Saturday, May 3, 2008

Notes from class

I don't like to throw things away, especially anything that I've created. It's the mortal streak inside of me tainted by ego. In any case, here I sit in the kitchen, going through my notebook, weeding out every scrap of paper related to my Chem class. I want to throw it all away. There is barely a thing from that class that I really want to remember. In principle, it's all good to know: why the ozone layer is rotting away, why the world is warming up, the difference between an unsaturated fat and a saturated fat, or the purpose of glycogen. The remembering would be healthy. But I care not.
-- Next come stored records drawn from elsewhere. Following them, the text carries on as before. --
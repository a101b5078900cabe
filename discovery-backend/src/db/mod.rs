mod sqlite;
pub mod tables;

pub use sqlite::{Database, DbConn};
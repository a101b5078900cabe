//! ERC-8004 agent discovery backend
//!
//! Indexes registered agents from a hosted subgraph, a public REST index, or
//! the Identity Registry itself into a local SQLite cache, and serves
//! capability and reputation queries over HTTP.

use std::sync::Arc;

pub mod config;
pub mod controllers;
pub mod db;
pub mod discovery;
pub mod error;
pub mod http;
pub mod models;
pub mod networks;

use config::Config;
use db::Database;
use discovery::DiscoveryService;

pub struct AppState {
    pub db: Arc<Database>,
    pub config: Config,
    pub discovery: Arc<DiscoveryService>,
}
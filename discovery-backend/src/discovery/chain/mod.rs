//! Raw chain fallback: mint-event scanning plus metadata dereference

mod metadata;
mod rpc;
mod scanner;

pub use metadata::{decode_data_uri, resolve_uri, MetadataResolver, RegistrationFile, ServiceEntry};
pub use rpc::{ChainReader, EvmRpcReader, MintEvent};
pub use scanner::{ChainScanner, ScanReport, CHUNK_SIZE, MIN_CHUNK};

#[cfg(test)]
pub(crate) use rpc::testing;
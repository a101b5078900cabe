use actix_web::{web, HttpResponse, Responder};
use serde::Deserialize;

use super::{error_response, parse_network};
use crate::AppState;

pub fn config(cfg: &mut web::ServiceConfig) {
    cfg.service(web::resource("/api/sync/status").route(web::get().to(sync_status)));
}

#[derive(Debug, Deserialize)]
struct StatusParams {
    network: Option<String>,
}

async fn sync_status(state: web::Data<AppState>, params: web::Query<StatusParams>) -> impl Responder {
    let network = match parse_network(params.network.as_deref(), state.config.default_network) {
        Ok(n) => n,
        Err(resp) => return resp,
    };

    let persisted = match state.db.list_sync_state(&format!("{}:", network)) {
        Ok(rows) => rows,
        Err(e) => return error_response(&e),
    };
    let persisted: serde_json::Map<String, serde_json::Value> = persisted
        .into_iter()
        .map(|(key, value)| {
            let concern = key.split_once(':').map(|(_, c)| c.to_string()).unwrap_or(key);
            (concern, serde_json::Value::String(value))
        })
        .collect();

    let cached = match state.discovery.count(network) {
        Ok(n) => n,
        Err(e) => return error_response(&e),
    };

    HttpResponse::Ok().json(serde_json::json!({
        "network": network,
        "status": state.discovery.orchestrator().status(network),
        "state": persisted,
        "cached_agents": cached
    }))
}
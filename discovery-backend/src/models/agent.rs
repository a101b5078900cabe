use chrono::{DateTime, Utc};
use serde::{Deserialize, Serialize};

const ENDPOINT_ONLY_TAGS: [&str; 2] = ["oasf", "email"];

/// One cached, denormalized agent profile.
///
/// Writes always replace the whole record; callers supply every field.
#[derive(Debug, Clone, PartialEq, Serialize, Deserialize)]
pub struct AgentRecord {
    pub agent_id: u64,
    pub chain_id: u64,
    pub wallet_address: String,
    /// Self-published registration document pointer (may be empty)
    pub source_uri: String,
    pub name: Option<String>,
    pub description: Option<String>,
    /// Lowercase, duplicate-free capability tags
    pub capabilities: Vec<String>,
    pub messaging_address: Option<String>,
    pub http_endpoint: Option<String>,
    pub mcp_endpoint: Option<String>,
    pub a2a_endpoint: Option<String>,
    pub payment_address: Option<String>,
    pub reputation_score: f64,
    pub feedback_count: u64,
    pub last_updated: Option<DateTime<Utc>>,
    pub indexed_at: DateTime<Utc>,
}

impl AgentRecord {
    /// Minimal record with every optional field empty.
    pub fn new(agent_id: u64, chain_id: u64, wallet_address: impl Into<String>) -> Self {
        Self {
            agent_id,
            chain_id,
            wallet_address: wallet_address.into(),
            source_uri: String::new(),
            name: None,
            description: None,
            capabilities: Vec::new(),
            messaging_address: None,
            http_endpoint: None,
            mcp_endpoint: None,
            a2a_endpoint: None,
            payment_address: None,
            reputation_score: 0.0,
            feedback_count: 0,
            last_updated: None,
            indexed_at: Utc::now(),
        }
    }

    /// True when at least one service endpoint is reachable. OASF and email
    /// endpoints have no column of their own and show up as bare tags.
    pub fn has_service_endpoint(&self) -> bool {
        let stored = [&self.http_endpoint, &self.mcp_endpoint, &self.a2a_endpoint]
            .iter()
            .any(|e| e.as_deref().is_some_and(|s| !s.trim().is_empty()));
        stored || ENDPOINT_ONLY_TAGS.iter().any(|tag| self.has_capability(tag))
    }

    pub fn has_capability(&self, tag: &str) -> bool {
        self.capabilities.iter().any(|c| c == tag)
    }
}

/// Filters for `Database::search_agents`. All supplied filters must match.
#[derive(Debug, Clone, Default, Serialize, Deserialize)]
pub struct AgentQuery {
    /// Restrict to one chain's registry
    pub chain_id: Option<u64>,
    /// Substring matched against the serialized capability list
    pub capability: Option<String>,
    pub min_score: Option<f64>,
    pub limit: Option<usize>,
}

impl AgentQuery {
    pub fn top(n: usize) -> Self {
        Self { limit: Some(n), ..Default::default() }
    }

    pub fn on_chain(mut self, chain_id: u64) -> Self {
        self.chain_id = Some(chain_id);
        self
    }

    pub fn with_capability(mut self, capability: impl Into<String>) -> Self {
        self.capability = Some(capability.into());
        self
    }

    pub fn with_min_score(mut self, min_score: f64) -> Self {
        self.min_score = Some(min_score);
        self
    }
}

#[cfg(test)]
mod tests {
    use super::*;

    #[test]
    fn test_service_endpoint_detection() {
        let mut record = AgentRecord::new(1, 8453, "0x1");
        assert!(!record.has_service_endpoint());

        record.http_endpoint = Some("  ".to_string());
        assert!(!record.has_service_endpoint());

        // A namespaced skill is not an endpoint
        record.capabilities = vec!["oasf:vision".to_string()];
        assert!(!record.has_service_endpoint());

        record.capabilities.push("oasf".to_string());
        assert!(record.has_service_endpoint());

        let mut email_only = AgentRecord::new(2, 8453, "0x2");
        email_only.capabilities = vec!["email".to_string()];
        assert!(email_only.has_service_endpoint());

        let mut mcp = AgentRecord::new(3, 8453, "0x3");
        mcp.mcp_endpoint = Some("https://mcp.example".to_string());
        assert!(mcp.has_service_endpoint());
    }
}
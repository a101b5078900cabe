//! Outbound HTTP seam used by every discovery source.
//!
//! Sources talk to an `HttpTransport` rather than to reqwest directly so that
//! pagination, backoff and fallback logic can run against scripted replies.

use async_trait::async_trait;
use serde_json::Value;
use std::time::Duration;

use crate::error::{DiscoveryError, Result};

/// Status and raw body of a completed request
#[derive(Debug, Clone)]
pub struct HttpReply {
    pub status: u16,
    pub body: String,
}

impl HttpReply {
    pub fn new(status: u16, body: impl Into<String>) -> Self {
        Self { status, body: body.into() }
    }

    pub fn is_success(&self) -> bool {
        (200..300).contains(&self.status)
    }

    /// Upstream error carrying the status and a trimmed body.
    pub fn to_error(&self, context: &str) -> DiscoveryError {
        let body = if self.body.is_empty() {
            "empty response".to_string()
        } else {
            self.body.chars().take(300).collect()
        };
        DiscoveryError::upstream(Some(self.status), format!("{} returned {}: {}", context, self.status, body))
    }
}

#[async_trait]
pub trait HttpTransport: Send + Sync {
    async fn get(&self, url: &str, timeout: Duration) -> Result<HttpReply>;

    async fn post_json(&self, url: &str, body: &Value, timeout: Duration) -> Result<HttpReply>;
}

/// reqwest-backed transport
pub struct ReqwestTransport {
    client: reqwest::Client,
}

impl ReqwestTransport {
    pub fn new() -> Self {
        Self { client: crate::http::shared_client() }
    }

    async fn finish(
        request: reqwest::RequestBuilder,
        url: &str,
        timeout: Duration,
    ) -> Result<HttpReply> {
        let response = request.timeout(timeout).send().await.map_err(|e| map_send_error(e, url, timeout))?;
        let status = response.status().as_u16();
        let body = response
            .text()
            .await
            .map_err(|e| map_send_error(e, url, timeout))?;
        Ok(HttpReply { status, body })
    }
}

impl Default for ReqwestTransport {
    fn default() -> Self {
        Self::new()
    }
}

fn host_of(url: &str) -> String {
    url::Url::parse(url)
        .ok()
        .and_then(|u| u.host_str().map(|h| h.to_string()))
        .unwrap_or_else(|| url.to_string())
}

fn map_send_error(err: reqwest::Error, url: &str, timeout: Duration) -> DiscoveryError {
    if err.is_timeout() {
        DiscoveryError::Timeout { endpoint: host_of(url), secs: timeout.as_secs() }
    } else {
        DiscoveryError::upstream(None, format!("request to {} failed: {}", host_of(url), err))
    }
}

#[async_trait]
impl HttpTransport for ReqwestTransport {
    async fn get(&self, url: &str, timeout: Duration) -> Result<HttpReply> {
        log::debug!("[transport] GET {}", url);
        Self::finish(self.client.get(url), url, timeout).await
    }

    async fn post_json(&self, url: &str, body: &Value, timeout: Duration) -> Result<HttpReply> {
        log::debug!("[transport] POST {}", host_of(url));
        Self::finish(self.client.post(url).json(body), url, timeout).await
    }
}

#[cfg(test)]
pub(crate) mod testing {
    //! Scripted transport for source tests.

    use super::*;
    use std::collections::VecDeque;
    use std::sync::Mutex;

    /// A recorded outbound request
    #[derive(Debug, Clone)]
    pub struct Recorded {
        pub method: &'static str,
        pub url: String,
        pub body: Option<Value>,
        pub at: tokio::time::Instant,
    }

    /// Replays queued replies in order; once the queue is empty the fallback
    /// reply (if any) is returned for every further request.
    #[derive(Default)]
    pub struct ScriptedTransport {
        replies: Mutex<VecDeque<Result<HttpReply>>>,
        fallback: Mutex<Option<HttpReply>>,
        pub requests: Mutex<Vec<Recorded>>,
    }

    impl ScriptedTransport {
        pub fn new() -> Self {
            Self::default()
        }

        pub fn push(&self, status: u16, body: impl Into<String>) -> &Self {
            self.replies.lock().unwrap().push_back(Ok(HttpReply::new(status, body)));
            self
        }

        pub fn push_json(&self, status: u16, body: Value) -> &Self {
            self.push(status, body.to_string())
        }

        pub fn push_err(&self, err: DiscoveryError) -> &Self {
            self.replies.lock().unwrap().push_back(Err(err));
            self
        }

        pub fn always(&self, status: u16, body: impl Into<String>) -> &Self {
            *self.fallback.lock().unwrap() = Some(HttpReply::new(status, body));
            self
        }

        pub fn request_count(&self) -> usize {
            self.requests.lock().unwrap().len()
        }

        pub fn recorded(&self) -> Vec<Recorded> {
            self.requests.lock().unwrap().clone()
        }

        fn next(&self, method: &'static str, url: &str, body: Option<&Value>) -> Result<HttpReply> {
            self.requests.lock().unwrap().push(Recorded {
                method,
                url: url.to_string(),
                body: body.cloned(),
                at: tokio::time::Instant::now(),
            });
            if let Some(reply) = self.replies.lock().unwrap().pop_front() {
                return reply;
            }
            match self.fallback.lock().unwrap().clone() {
                Some(reply) => Ok(reply),
                None => Err(DiscoveryError::upstream(None, format!("no scripted reply for {}", url))),
            }
        }
    }

    #[async_trait]
    impl HttpTransport for ScriptedTransport {
        async fn get(&self, url: &str, _timeout: Duration) -> Result<HttpReply> {
            self.next("GET", url, None)
        }

        async fn post_json(&self, url: &str, body: &Value, _timeout: Duration) -> Result<HttpReply> {
            self.next("POST", url, Some(body))
        }
    }
}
The class was all note taking, dashing my pen across the paper, absorbing knowledge from a PowerPoint. There is nothing interesting at all in the margins. All that paper, ink, and arm muscle is going in the scrapper.

On the other hand, my senior seminar was ripe for margin-wanderings. I drew a Cheshire cat smile, a cat stretching, a tiny mouse running, the word Japan with the 'J' and 'p' as Koi fish, an origami star, and a fox wearing a sheep hat. Not bad for my semester but frightening for Kandinsky or Gogh. Good thing my aspirations snuggle with bears in dark caves or else I might be dispirited. (You couldn't hear but somewhere close a baby rabbit called.) Here are some journeys from class:

"It's amazing the people you meet, sit in class with - wish they'd notice you. I saw that they didn't and I grew used to not caring. Now the faces that turn are those that I didn't know. Those that remember me, I didn't. I realized we were all sharing the same pair of shoes. We all walk blind in some ways. When I realize - the hope to realize - the joy, the privilege of realization sets the mind free, unpinned, unchained to float and simmer above in lofty exultation."

"EATING A BLUE SMELL
DRINKING A GREEN SCENE
Touching a white taste."

"She has set herself questing in the sea of knowledge,
Mining in the mountain of thought,
Harvesting in the field of dreams."

"There once was a girl who was not so young. She saw tigers where she used to see kittens. In the light of a dying sun, herself at the beginning of a long road, she knelt in the brown earth outside her door to say a prayer. Words fell from her mouth with the slow consistency of cold oil. She had not sent a prayer upon the wind in a long time."

Don't forget, self.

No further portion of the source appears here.